To do: Below are the entries to work from; restate word for word the portion that opens with the line containing "use std::ptr::NonNull;" and closes with the line containing "pub trait NodeAllocator: Allocator", keeping both.

Given records:
· · · ·
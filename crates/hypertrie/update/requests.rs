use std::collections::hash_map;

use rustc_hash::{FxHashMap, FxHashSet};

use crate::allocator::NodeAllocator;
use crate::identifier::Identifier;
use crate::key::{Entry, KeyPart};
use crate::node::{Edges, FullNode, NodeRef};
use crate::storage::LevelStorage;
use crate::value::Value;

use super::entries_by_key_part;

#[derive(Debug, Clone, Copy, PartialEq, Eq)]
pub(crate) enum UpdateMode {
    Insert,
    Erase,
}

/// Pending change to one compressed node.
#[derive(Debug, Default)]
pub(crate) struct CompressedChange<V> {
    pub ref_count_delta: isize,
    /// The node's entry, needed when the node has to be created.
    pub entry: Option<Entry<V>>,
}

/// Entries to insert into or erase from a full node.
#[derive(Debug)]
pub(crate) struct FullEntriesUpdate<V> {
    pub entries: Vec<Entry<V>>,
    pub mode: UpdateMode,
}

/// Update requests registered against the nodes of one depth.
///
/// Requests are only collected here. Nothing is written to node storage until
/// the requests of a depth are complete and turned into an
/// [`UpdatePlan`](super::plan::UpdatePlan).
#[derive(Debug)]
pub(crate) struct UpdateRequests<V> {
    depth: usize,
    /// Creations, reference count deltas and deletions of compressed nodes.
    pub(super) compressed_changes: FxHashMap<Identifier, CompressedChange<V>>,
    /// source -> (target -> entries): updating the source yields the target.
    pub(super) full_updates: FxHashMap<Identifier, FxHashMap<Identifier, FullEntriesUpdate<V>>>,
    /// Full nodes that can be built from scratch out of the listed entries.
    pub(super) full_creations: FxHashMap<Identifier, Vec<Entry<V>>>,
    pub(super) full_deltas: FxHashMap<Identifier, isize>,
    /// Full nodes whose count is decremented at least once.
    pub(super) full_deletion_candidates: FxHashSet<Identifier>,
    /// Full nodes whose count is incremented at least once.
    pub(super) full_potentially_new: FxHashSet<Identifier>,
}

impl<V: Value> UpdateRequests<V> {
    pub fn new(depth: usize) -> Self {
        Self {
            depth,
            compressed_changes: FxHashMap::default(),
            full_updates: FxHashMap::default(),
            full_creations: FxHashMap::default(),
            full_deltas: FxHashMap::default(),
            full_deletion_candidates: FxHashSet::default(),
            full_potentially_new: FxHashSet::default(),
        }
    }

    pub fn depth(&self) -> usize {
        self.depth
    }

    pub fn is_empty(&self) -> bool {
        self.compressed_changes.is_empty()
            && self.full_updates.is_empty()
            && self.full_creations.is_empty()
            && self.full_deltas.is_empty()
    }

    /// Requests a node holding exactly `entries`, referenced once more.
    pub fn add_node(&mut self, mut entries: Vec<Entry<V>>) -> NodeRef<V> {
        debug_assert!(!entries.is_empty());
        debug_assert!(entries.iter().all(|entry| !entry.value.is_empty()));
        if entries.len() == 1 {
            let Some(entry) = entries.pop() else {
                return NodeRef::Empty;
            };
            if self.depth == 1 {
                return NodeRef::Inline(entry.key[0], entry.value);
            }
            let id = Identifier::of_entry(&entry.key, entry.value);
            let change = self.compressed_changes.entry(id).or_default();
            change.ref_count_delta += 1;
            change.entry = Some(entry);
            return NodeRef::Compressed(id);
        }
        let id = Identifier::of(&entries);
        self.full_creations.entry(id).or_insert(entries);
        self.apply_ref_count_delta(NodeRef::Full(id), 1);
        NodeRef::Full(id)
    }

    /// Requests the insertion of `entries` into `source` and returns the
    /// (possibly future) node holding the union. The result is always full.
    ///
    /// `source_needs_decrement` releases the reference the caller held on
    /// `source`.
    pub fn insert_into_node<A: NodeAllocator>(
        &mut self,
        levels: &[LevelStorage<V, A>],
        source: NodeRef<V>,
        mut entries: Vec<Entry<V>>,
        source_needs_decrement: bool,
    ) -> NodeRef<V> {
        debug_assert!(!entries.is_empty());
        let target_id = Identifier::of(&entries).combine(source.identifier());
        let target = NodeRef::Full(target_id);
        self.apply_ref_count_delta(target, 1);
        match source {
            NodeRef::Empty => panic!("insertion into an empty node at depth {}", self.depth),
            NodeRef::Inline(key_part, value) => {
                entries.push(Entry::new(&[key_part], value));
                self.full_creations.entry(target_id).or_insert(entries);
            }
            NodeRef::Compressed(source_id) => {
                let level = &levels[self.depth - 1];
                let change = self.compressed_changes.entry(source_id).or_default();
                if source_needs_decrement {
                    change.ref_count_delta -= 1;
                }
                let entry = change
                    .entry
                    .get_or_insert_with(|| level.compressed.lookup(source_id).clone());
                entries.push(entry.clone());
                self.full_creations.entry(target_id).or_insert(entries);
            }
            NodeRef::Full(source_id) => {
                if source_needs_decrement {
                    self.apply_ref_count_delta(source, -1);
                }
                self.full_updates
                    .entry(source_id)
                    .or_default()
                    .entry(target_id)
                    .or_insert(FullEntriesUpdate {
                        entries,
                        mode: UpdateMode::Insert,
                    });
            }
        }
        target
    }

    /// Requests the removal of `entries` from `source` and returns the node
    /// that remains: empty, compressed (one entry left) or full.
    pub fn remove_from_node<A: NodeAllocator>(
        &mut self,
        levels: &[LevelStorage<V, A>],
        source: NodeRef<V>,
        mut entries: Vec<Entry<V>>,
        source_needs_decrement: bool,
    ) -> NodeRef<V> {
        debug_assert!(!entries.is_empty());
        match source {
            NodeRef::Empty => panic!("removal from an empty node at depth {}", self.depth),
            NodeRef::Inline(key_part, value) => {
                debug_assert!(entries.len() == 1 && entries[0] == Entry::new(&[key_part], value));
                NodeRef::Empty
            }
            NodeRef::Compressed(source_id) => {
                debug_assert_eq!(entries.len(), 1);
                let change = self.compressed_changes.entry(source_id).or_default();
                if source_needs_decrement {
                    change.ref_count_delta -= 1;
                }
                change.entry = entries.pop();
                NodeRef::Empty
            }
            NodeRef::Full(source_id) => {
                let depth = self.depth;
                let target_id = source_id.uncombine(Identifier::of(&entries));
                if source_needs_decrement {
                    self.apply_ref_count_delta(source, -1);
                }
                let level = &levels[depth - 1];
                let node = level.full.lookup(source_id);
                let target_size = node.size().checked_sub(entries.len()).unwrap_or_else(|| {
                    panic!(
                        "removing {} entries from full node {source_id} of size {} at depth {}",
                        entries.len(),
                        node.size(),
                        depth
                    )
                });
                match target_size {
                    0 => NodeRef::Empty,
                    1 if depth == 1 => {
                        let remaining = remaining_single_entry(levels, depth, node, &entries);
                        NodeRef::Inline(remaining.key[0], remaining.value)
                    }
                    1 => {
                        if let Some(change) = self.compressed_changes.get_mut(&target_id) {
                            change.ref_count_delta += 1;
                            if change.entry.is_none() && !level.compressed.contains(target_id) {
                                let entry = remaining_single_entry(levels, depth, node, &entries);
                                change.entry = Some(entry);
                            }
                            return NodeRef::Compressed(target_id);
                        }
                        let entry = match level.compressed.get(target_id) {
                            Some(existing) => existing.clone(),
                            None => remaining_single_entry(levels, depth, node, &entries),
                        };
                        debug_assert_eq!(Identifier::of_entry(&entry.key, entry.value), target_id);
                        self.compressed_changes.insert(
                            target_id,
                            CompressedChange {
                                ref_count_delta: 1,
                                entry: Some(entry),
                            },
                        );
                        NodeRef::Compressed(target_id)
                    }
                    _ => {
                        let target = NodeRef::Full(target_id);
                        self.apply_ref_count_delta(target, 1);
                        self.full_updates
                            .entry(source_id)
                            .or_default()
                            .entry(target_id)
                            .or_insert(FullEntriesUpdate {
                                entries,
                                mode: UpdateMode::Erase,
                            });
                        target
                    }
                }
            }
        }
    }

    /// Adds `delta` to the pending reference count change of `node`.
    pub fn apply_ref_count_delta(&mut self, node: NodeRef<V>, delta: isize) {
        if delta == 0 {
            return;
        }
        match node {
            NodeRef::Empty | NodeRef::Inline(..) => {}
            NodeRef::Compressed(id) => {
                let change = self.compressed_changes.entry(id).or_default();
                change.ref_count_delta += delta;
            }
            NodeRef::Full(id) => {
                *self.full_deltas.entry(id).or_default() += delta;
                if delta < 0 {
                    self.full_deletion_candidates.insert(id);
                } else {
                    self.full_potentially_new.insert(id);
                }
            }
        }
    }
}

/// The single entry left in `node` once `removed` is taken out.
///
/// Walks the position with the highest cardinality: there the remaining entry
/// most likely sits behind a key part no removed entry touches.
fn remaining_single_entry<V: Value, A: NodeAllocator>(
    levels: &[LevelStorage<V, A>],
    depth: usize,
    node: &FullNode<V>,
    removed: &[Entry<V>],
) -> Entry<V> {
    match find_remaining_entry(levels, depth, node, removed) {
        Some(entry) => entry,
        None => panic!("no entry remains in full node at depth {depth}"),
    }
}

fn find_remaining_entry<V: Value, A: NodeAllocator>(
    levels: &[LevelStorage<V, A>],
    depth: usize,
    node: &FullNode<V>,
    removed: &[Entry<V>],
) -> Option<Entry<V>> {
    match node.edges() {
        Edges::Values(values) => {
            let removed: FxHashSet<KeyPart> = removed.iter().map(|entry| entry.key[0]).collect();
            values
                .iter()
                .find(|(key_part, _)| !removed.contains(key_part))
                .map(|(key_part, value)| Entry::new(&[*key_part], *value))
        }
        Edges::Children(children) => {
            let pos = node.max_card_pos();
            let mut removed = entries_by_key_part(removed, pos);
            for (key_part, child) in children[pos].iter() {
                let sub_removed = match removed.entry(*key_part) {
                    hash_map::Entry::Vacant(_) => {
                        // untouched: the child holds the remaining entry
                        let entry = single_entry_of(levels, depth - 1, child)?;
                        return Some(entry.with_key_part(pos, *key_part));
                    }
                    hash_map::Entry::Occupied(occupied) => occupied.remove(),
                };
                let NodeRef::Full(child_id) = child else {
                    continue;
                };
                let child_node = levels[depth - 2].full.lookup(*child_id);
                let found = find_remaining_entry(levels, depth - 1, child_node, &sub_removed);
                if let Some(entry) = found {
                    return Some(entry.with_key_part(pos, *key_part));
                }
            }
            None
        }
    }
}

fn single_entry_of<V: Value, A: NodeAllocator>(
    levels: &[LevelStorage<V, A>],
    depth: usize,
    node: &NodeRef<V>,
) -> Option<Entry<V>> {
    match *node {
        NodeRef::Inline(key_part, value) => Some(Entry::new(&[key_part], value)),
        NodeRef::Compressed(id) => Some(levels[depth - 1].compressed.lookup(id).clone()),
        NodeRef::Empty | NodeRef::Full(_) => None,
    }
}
· · · ·
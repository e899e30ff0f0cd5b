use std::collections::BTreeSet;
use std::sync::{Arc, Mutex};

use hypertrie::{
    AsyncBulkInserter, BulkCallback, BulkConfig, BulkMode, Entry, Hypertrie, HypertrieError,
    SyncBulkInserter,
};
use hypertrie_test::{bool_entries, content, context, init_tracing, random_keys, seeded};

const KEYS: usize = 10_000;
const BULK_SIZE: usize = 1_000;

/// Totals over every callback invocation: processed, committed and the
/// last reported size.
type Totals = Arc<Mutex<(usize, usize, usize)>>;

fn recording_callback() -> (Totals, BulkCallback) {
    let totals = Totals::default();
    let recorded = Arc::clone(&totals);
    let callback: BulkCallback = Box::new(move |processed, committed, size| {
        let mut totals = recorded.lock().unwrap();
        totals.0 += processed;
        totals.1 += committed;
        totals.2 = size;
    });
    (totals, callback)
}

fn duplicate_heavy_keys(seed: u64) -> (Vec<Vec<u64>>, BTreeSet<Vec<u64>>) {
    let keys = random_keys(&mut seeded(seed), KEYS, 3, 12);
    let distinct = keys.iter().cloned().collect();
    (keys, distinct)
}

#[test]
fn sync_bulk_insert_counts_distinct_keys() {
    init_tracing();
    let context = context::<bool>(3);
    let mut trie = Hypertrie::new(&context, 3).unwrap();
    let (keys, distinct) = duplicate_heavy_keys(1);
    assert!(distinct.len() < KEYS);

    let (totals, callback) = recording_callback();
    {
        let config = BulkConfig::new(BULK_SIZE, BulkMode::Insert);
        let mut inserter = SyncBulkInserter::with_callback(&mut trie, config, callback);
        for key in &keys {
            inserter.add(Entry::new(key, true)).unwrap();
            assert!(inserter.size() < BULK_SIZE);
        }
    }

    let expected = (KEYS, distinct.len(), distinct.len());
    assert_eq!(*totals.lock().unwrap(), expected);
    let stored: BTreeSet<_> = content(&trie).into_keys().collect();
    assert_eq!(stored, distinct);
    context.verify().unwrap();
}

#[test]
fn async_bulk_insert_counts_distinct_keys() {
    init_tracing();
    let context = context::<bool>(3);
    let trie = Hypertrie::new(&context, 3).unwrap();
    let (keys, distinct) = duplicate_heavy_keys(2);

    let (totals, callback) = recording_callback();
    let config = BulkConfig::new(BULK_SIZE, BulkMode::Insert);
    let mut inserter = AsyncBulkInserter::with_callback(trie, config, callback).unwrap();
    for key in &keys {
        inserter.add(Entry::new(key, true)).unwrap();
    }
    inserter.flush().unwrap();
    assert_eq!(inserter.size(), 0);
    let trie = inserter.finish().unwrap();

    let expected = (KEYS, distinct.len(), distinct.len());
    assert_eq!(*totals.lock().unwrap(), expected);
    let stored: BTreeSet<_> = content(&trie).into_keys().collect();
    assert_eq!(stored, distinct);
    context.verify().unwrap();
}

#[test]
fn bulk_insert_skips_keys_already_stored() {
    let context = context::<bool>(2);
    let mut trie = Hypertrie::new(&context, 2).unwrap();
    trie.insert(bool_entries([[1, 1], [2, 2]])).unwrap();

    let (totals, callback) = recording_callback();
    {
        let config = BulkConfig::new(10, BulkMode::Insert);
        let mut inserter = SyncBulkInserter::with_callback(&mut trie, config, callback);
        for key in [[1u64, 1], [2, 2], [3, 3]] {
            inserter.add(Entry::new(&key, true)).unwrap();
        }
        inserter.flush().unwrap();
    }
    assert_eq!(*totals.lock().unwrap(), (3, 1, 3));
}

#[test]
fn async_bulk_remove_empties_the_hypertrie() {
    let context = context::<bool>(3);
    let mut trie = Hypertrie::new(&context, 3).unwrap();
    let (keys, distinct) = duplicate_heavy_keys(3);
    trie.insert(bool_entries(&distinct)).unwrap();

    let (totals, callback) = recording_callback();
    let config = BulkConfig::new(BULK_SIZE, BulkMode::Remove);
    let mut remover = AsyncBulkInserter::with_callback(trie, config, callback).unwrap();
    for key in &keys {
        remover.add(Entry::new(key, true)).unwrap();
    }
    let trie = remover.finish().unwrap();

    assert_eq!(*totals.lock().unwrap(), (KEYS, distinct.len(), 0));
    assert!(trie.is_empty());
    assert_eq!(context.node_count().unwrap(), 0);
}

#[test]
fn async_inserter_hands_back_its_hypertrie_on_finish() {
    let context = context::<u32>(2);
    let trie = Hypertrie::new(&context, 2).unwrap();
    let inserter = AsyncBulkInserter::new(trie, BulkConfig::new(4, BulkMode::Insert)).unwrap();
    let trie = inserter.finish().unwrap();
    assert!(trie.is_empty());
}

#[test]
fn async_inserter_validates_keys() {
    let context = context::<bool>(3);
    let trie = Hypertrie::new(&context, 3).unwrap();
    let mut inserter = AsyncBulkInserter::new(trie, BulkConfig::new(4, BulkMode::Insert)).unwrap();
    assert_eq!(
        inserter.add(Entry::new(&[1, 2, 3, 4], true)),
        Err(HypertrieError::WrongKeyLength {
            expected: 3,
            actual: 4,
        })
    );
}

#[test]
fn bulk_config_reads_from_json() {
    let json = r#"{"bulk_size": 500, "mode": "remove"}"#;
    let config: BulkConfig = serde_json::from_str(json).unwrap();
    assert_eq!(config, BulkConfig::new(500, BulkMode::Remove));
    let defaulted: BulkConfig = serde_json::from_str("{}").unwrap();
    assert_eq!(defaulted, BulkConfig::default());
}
· · · ·
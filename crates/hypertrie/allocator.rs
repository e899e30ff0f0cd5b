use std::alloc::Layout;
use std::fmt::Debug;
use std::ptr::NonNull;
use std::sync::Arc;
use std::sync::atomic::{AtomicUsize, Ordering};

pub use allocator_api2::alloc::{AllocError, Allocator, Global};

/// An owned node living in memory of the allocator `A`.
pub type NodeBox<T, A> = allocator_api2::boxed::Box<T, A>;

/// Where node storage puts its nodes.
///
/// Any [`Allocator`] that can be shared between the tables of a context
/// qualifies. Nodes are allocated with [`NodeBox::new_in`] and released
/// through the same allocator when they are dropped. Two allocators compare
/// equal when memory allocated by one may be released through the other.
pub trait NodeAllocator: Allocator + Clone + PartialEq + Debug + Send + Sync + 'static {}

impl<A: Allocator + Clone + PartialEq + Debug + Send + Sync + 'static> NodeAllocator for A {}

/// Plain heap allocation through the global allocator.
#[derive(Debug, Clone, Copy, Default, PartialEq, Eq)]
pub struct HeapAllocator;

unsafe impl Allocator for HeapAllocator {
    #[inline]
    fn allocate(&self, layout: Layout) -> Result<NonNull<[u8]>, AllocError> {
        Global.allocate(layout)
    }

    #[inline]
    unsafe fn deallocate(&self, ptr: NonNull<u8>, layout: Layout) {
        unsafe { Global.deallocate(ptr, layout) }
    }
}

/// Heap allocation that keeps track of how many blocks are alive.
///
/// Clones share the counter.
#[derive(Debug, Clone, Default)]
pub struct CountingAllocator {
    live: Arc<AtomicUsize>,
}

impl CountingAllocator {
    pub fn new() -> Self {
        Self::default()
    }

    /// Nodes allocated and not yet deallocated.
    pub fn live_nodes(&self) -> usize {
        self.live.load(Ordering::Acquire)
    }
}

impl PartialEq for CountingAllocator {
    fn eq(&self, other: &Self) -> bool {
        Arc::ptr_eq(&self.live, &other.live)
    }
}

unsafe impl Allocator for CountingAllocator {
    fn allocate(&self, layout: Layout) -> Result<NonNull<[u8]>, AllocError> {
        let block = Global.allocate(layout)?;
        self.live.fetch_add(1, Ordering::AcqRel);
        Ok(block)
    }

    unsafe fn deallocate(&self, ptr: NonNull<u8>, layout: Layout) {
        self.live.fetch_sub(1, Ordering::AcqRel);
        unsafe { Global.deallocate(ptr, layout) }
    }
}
· · · ·
Answer section:
use std::ptr::NonNull;
use std::sync::Arc;
use std::sync::atomic::{AtomicUsize, Ordering};

pub use allocator_api2::alloc::{AllocError, Allocator, Global};

/// An owned node living in memory of the allocator `A`.
pub type NodeBox<T, A> = allocator_api2::boxed::Box<T, A>;

/// Where node storage puts its nodes.
///
/// Any [`Allocator`] that can be shared between the tables of a context
/// qualifies. Nodes are allocated with [`NodeBox::new_in`] and released
/// through the same allocator when they are dropped. Two allocators compare
/// equal when memory allocated by one may be released through the other.
pub trait NodeAllocator: Allocator + Clone + PartialEq + Debug + Send + Sync + 'static {}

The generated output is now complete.